Prolog: how to non-uniformly randomly select a element from a list?

Question

Does anyone have any Prolog code to non-uniformly select a random element from a list?

I want to replicate the functionality of numpy.random.choice when given the probabilities associated with each entry in the input list.

Answer 1

I found nothing useful in library(random).

Here's my implementation choice(Xs, Ps, Y):

choice([X|_], [P|_], Cumul, Rand, X) :-
    Rand < Cumul + P.
choice([_|Xs], [P|Ps], Cumul, Rand, Y) :-
    Cumul1 is Cumul + P,
    Rand >= Cumul1,
    choice(Xs, Ps, Cumul1, Rand, Y).
choice([X], [P], Cumul, Rand, X) :-
    Rand < Cumul + P.

choice(Xs, Ps, Y) :- random(R), choice(Xs, Ps, 0, R, Y).

It works by recursively building the cumulative probability distribution from the probabilities given in Ps, and checking if the random number R is below that.

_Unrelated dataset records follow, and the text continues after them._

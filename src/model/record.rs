//! Connection records and their identifiers.
//!
//! Records are produced once by the record store loader and never change
//! shape afterwards. Only their position in the working list moves.

use std::cmp::Ordering;
use std::fmt;

/// Stable connection number assigned at load time.
///
/// IDs are dense: a store of `n` records uses exactly `0..n`.
#[derive(Debug, Clone, Copy, PartialEq, Eq, PartialOrd, Ord, Hash)]
pub struct RecordId(usize);

impl RecordId {
    /// Wrap a raw connection number.
    pub fn new(value: usize) -> Self {
        Self(value)
    }

    /// Raw connection number.
    pub fn get(self) -> usize {
        self.0
    }

    /// Parse user-typed connection number text.
    ///
    /// Returns `None` for empty, signed, or non-numeric input. Range
    /// checking against the working list happens at lookup time.
    pub fn parse(text: &str) -> Option<Self> {
        let text = text.trim();
        if text.is_empty() || !text.bytes().all(|b| b.is_ascii_digit()) {
            return None;
        }
        text.parse().ok().map(Self)
    }
}

impl fmt::Display for RecordId {
    fn fmt(&self, f: &mut fmt::Formatter<'_>) -> fmt::Result {
        write!(f, "{}", self.0)
    }
}

/// One selectable connection.
#[derive(Debug, Clone, PartialEq, Eq)]
pub struct Record {
    id: RecordId,
    name: String,
    command: String,
    comment: String,
}

impl Record {
    /// Create a record from already-normalized fields.
    pub fn new(
        id: RecordId,
        name: impl Into<String>,
        command: impl Into<String>,
        comment: impl Into<String>,
    ) -> Self {
        Self {
            id,
            name: name.into(),
            command: command.into(),
            comment: comment.into(),
        }
    }

    /// Stable connection number.
    pub fn id(&self) -> RecordId {
        self.id
    }

    /// Friendly name (the store key).
    pub fn name(&self) -> &str {
        &self.name
    }

    /// Connection string in `user@address` form.
    pub fn command(&self) -> &str {
        &self.command
    }

    /// Free-text comment, possibly empty.
    pub fn comment(&self) -> &str {
        &self.comment
    }

    /// Compare two records by one column using that column's natural order.
    ///
    /// The ID column compares numerically, text columns compare by code point.
    pub fn cmp_by(&self, other: &Self, column: Column) -> Ordering {
        match column {
            Column::Id => self.id.cmp(&other.id),
            Column::Name => self.name.cmp(&other.name),
            Column::Command => self.command.cmp(&other.command),
            Column::Comment => self.comment.cmp(&other.comment),
        }
    }
}

/// The four displayed columns, in display order.
#[derive(Debug, Clone, Copy, PartialEq, Eq, Hash)]
pub enum Column {
    /// Connection number.
    Id,
    /// Friendly name.
    Name,
    /// `user@address` connection string.
    Command,
    /// Free-text comment.
    Comment,
}

impl Column {
    /// All columns in display order.
    pub const ALL: [Column; 4] = [Column::Id, Column::Name, Column::Command, Column::Comment];

    /// Column for a zero-based index, if in range.
    pub fn from_index(index: usize) -> Option<Self> {
        Self::ALL.get(index).copied()
    }

    /// Zero-based display index.
    pub fn index(self) -> usize {
        match self {
            Column::Id => 0,
            Column::Name => 1,
            Column::Command => 2,
            Column::Comment => 3,
        }
    }
}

Note: to function correctly the probabilities Ps must sum to 1, no check is made to warn you if that is not the case.

Example:

?- choice([1,2,3], [0.1,0.2,0.7], Y).
Y = 3 .

?- choice([1,2,3], [0.1,0.2,0.7], Y).
Y = 1 .

?- choice([1,2,3], [0.1,0.2,0.7], Y).
Y = 2 .

?- choice([1,2,3], [0.1,0.2,0.7], Y).
Y = 3 .

?- choice([1,2,3], [0.1,0.2,0.7], Y).
Y = 2 .

?- choice([1,2,3], [0.1,0.2,0.7], Y).
Y = 3 .

?- choice([1,2,3], [0.1,0.2,0.7], Y).
Y = 3 .

?- choice([1,2,3], [0.1,0.2,0.7], Y).
Y = 3 .

?- choice([1,2,3], [0.1,0.2,0.7], Y).
Y = 3 .

?- choice([1,2,3], [0.1,0.2,0.7], Y).
Y = 3 .

?- choice([1,2,3], [0.1,0.2,0.7], Y).
Y = 3 .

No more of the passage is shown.